Koltuğun kenarında ki yastığı alıp yüzümü ona gömmüş ve bir çığlık atmıştım çünkü çok aptaldım ve buna katlanamıyordum.

"Ne oluyor Lali?!" Jisoo hem azarlarcasına hemde endişe ile sorduğunda yastığı yüzümden çekmiş ve ona bakıp gülümsemiştim. "Hiç..." Kaşları çatıktı ve gözleri kısık. "Çatlak." Diye mırıldandıktan sonra geldiği mutfağa geri dönmüştü.

Ders saatim yaklaştığı için koltuktan kalkıp odama gitmiş ve hazırlanmıştım.
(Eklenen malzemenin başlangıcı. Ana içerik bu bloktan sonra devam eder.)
//! Domain types shared by the text and engine crates.

use serde::{Deserialize, Serialize};

/// A sparse feature row: `(column, weight)` pairs sorted by column.
pub type SparseRow = Vec<(usize, f32)>;

/// A single catalog entry.
///
/// - `title`: the lookup key used by the title index
/// - `authors`: free-form author string as found in the catalog
#[derive(Debug, Clone, PartialEq, Eq, Serialize, Deserialize)]
pub struct Book {
    pub title: String,
    pub authors: String,
}

impl Book {
    pub fn new(title: impl Into<String>, authors: impl Into<String>) -> Self {
        Self { title: title.into(), authors: authors.into() }
    }

    /// Text basis for similarity: title and authors joined by a space.
    pub fn content(&self) -> String {
        format!("{} {}", self.title, self.authors)
    }
}

/// A recommended title together with its catalog position and similarity
/// to the query. Higher `score` is always better.
#[derive(Debug, Clone, PartialEq, Serialize, Deserialize)]
pub struct ScoredTitle {
    pub title: String,
    pub position: usize,
    pub score: f32,
}

/// One weighted row per document, one column per vocabulary term.
#[derive(Debug, Clone, Default, PartialEq)]
pub struct FeatureMatrix {
    rows: Vec<SparseRow>,
    n_cols: usize,
}

impl FeatureMatrix {
    /// Builds a matrix from sparse rows. Each row is sorted by column and
    /// entries outside `0..n_cols` are dropped.
    pub fn from_rows(n_cols: usize, rows: Vec<SparseRow>) -> Self {
        let rows = rows
            .into_iter()
            .map(|mut row| {
                row.retain(|&(col, _)| col < n_cols);
                row.sort_by_key(|&(col, _)| col);
                row
            })
            .collect();
        Self { rows, n_cols }
    }

    pub fn n_rows(&self) -> usize { self.rows.len() }

    pub fn n_cols(&self) -> usize { self.n_cols }

    pub fn row(&self, i: usize) -> &[(usize, f32)] { &self.rows[i] }

    pub fn rows(&self) -> impl Iterator<Item = &[(usize, f32)]> + '_ {
        self.rows.iter().map(Vec::as_slice)
    }
}

/// Dense, square, symmetric similarity matrix stored row-major.
#[derive(Debug, Clone, Default, PartialEq)]
pub struct SimilarityMatrix {
    n: usize,
    data: Vec<f32>,
}

impl SimilarityMatrix {
    /// Builds an `n × n` matrix from a pairwise score function.
    ///
    /// `score(i, j)` is only called for `i < j`; the lower triangle mirrors
    /// the upper one and the diagonal is fixed at 1.
    pub fn symmetric<F>(n: usize, mut score: F) -> Self
    where
        F: FnMut(usize, usize) -> f32,
    {
        let mut data = vec![0f32; n * n];
        for i in 0..n {
            data[i * n + i] = 1.0;
            for j in (i + 1)..n {
                let s = score(i, j);
                data[i * n + j] = s;
                data[j * n + i] = s;
            }
        }
        Self { n, data }
    }

    pub fn len(&self) -> usize { self.n }

    pub fn is_empty(&self) -> bool { self.n == 0 }

    pub fn get(&self, i: usize, j: usize) -> f32 { self.data[i * self.n + j] }

    pub fn row(&self, i: usize) -> &[f32] { &self.data[i * self.n..(i + 1) * self.n] }
}
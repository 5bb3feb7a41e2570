#![deny(warnings)]
#![deny(dead_code)]
#![deny(unused_variables)]
#![deny(unused_imports)]

pub mod catalog;
pub mod config;
pub mod error;
pub mod traits;
pub mod types;

pub use error::{Error, Result};
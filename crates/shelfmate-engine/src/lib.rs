//! Content-based book recommender.
//!
//! [`ContentRecommender`] is built once from a cleaned catalog and then
//! answers read-only queries. Every structure it owns is immutable after
//! construction, so a single value can be shared across threads.

use std::collections::HashMap;
use std::time::Instant;

use tracing::{debug, info};

use shelfmate_core::error::{Error, Result};
use shelfmate_core::traits::{Recommender, Vectorizer};
use shelfmate_core::types::{Book, FeatureMatrix, ScoredTitle, SimilarityMatrix};
use shelfmate_text::{cosine_similarity, TfidfVectorizer};

pub struct ContentRecommender {
    books: Vec<Book>,
    features: FeatureMatrix,
    similarity: SimilarityMatrix,
    index: HashMap<String, usize>,
}

impl ContentRecommender {
    /// Builds with the English TF-IDF vectorizer.
    pub fn build(books: Vec<Book>) -> Result<Self> { Self::with_vectorizer(books, &TfidfVectorizer::english()) }

    pub fn with_vectorizer<V>(books: Vec<Book>, vectorizer: &V) -> Result<Self>
    where
        V: Vectorizer + ?Sized,
    {
        let start = Instant::now();
        let corpus: Vec<String> = books.iter().map(Book::content).collect();
        let features = vectorizer.fit_transform(&corpus);
        if features.n_rows() != books.len() {
            return Err(Error::DimensionMismatch { expected: books.len(), got: features.n_rows() });
        }
        debug!(rows = features.n_rows(), terms = features.n_cols(), "feature matrix ready");

        let similarity = cosine_similarity(&features);

        // first occurrence of a title wins
        let mut index = HashMap::with_capacity(books.len());
        for (pos, book) in books.iter().enumerate() {
            index.entry(book.title.clone()).or_insert(pos);
        }

        info!(
            books = books.len(),
            titles = index.len(),
            vocabulary = features.n_cols(),
            elapsed_ms = start.elapsed().as_millis() as u64,
            "recommender built"
        );
        Ok(Self { books, features, similarity, index })
    }

    pub fn len(&self) -> usize { self.books.len() }

    pub fn is_empty(&self) -> bool { self.books.is_empty() }

    pub fn books(&self) -> &[Book] { &self.books }

    pub fn contains(&self, title: &str) -> bool { self.index.contains_key(title) }

    /// Exact, case-sensitive lookup.
    pub fn position_of(&self, title: &str) -> Option<usize> { self.index.get(title).copied() }

    pub fn similarity(&self, i: usize, j: usize) -> f32 { self.similarity.get(i, j) }

    pub fn vocabulary_size(&self) -> usize { self.features.n_cols() }

    pub fn features(&self) -> &FeatureMatrix { &self.features }

    /// Up to `k` books ranked by similarity to `title`, best first.
    ///
    /// Scores come from the first book carrying `title`. Equal scores are
    /// ordered by catalog position. No book with the queried title is ever
    /// returned, so the length is `min(k, n)` where `n` counts the books
    /// whose title differs from `title`.
    pub fn recommend_scored(&self, title: &str, k: usize) -> Result<Vec<ScoredTitle>> {
        let idx = self.position_of(title).ok_or_else(|| Error::UnknownTitle(title.to_string()))?;
        let mut ranked: Vec<(usize, f32)> = self
            .similarity
            .row(idx)
            .iter()
            .copied()
            .enumerate()
            .filter(|&(pos, _)| self.books[pos].title != title)
            .collect();
        ranked.sort_by(|a, b| b.1.total_cmp(&a.1).then_with(|| a.0.cmp(&b.0)));
        ranked.truncate(k);
        Ok(ranked
            .into_iter()
            .map(|(position, score)| ScoredTitle { title: self.books[position].title.clone(), position, score })
            .collect())
    }
}

impl Recommender for ContentRecommender {
    fn catalog(&self) -> &[Book] { self.books() }
    fn contains(&self, title: &str) -> bool { Self::contains(self, title) }
    fn recommend_scored(&self, title: &str, k: usize) -> Result<Vec<ScoredTitle>> { Self::recommend_scored(self, title, k) }
}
Evden çıkıp bir otobüse bindiğimde ise yarım saat sonra okula gelmiştim.

Üniversitenin bahçesine girdiğimde ilk gözüme çarpan Jungkook, Taehyung, Jennie ve Chaeyoung dörtlüsüydü. Yürümeyi kesip muhabbet edip gülüşen arkadaş grubuna bakmış ve ister istemez tebessüm etmiştim. Jungkook hissetmiş olmalı ki bana dönmüştü. O da beni gördüğünde tebessüm etmişti. Elimi kaldırıp ona kısa bir selam verdiğinde gülüşü genişledi ve elini kaldırıp selamıma karşılık verdi.

Omzuma atılan kol ile bir anda dikkatim dağılırken başımı yanıma çevirmiş ve Hoseok ile karşılaşmıştım. "Hey senin burada ne işin var?" Kendisi Jimin'in abisiydi ve üniversiteyi bitireli bir yıl oluyordu. Beni yürütmeye başladığında omuz silkti. "Jimin'den arabayı alacağım o yüzden geldim. Ama beyfendiyi bulamıyorum." Dediği ile gözlerimi devirdim. "Her zaman ki gibi geç kalıyor işte." Kısık sesi ile gülüp beni onayladığında birlikte kafeteryaya gidip oturmuş ve birer kahve isteyip muhabbet etmeye başlamıştık. Yarım saatin ardından teşrif eden Jimin ile bakışlarımızı ona çevirdik.

"Sonunda geldin oğlum ya." Hoseok yanımda söylendiğinde Jimin gözlerini devirdi. "Ders yeni bitti ne yapabilirim?" Cebinden anahtarı çıkartıp masanın üzerine bıraktığın da Hoseok eline almıştı. "Dikkatli kullan arabamı." Jimin uyarırcasına konuştuğunda sırıtmıştım.

Hoseok oppa kaşlarını çatarak oturduğu yerden kalkarken uzanıp Jimin'in kafasına vurmuştu. "Ne yapıyorsun hyung? Karizmamı çiziceksin." Dediği ile kıkırdamaktan kendimi alı koyamamıştım. Hoseok onu umursamayıp benim yanağımdan bir makas aldı. "Görüşürüz fıstık."

"Görüşürüz oppa." O gittikten sonra yeniden Jimin'e döndüm ve bir kez daha kıkırdamım. "Karizması varmışta çiziliyormuş. Bak sen şuna." Yeniden güldüğümde Jimin oturduğu yerden kalkmış ve yanımda ki yere geçerekn homurdanmıştı. "Bak bir de dalga geçmez mi? Civciv seni." Azarlarcasına konuşsada yüzünde ki sırıtış dalga geçtiğini ele veriyordu. Yanıma oturup karnımda ki tikim ile oynamaya başladığında kahkaha atarak elinden kurtulmaya çalışmıştım. "Sensin civciv! Surata bak, daha yumurtasından dün çıkmış gelmiş burada konuşuyor!" Kahkahalarım arasında onunla dalga geçmeye devam ettiğimde sahte kızgınlığı ile beni birde gıdıklamaya başlamıştı.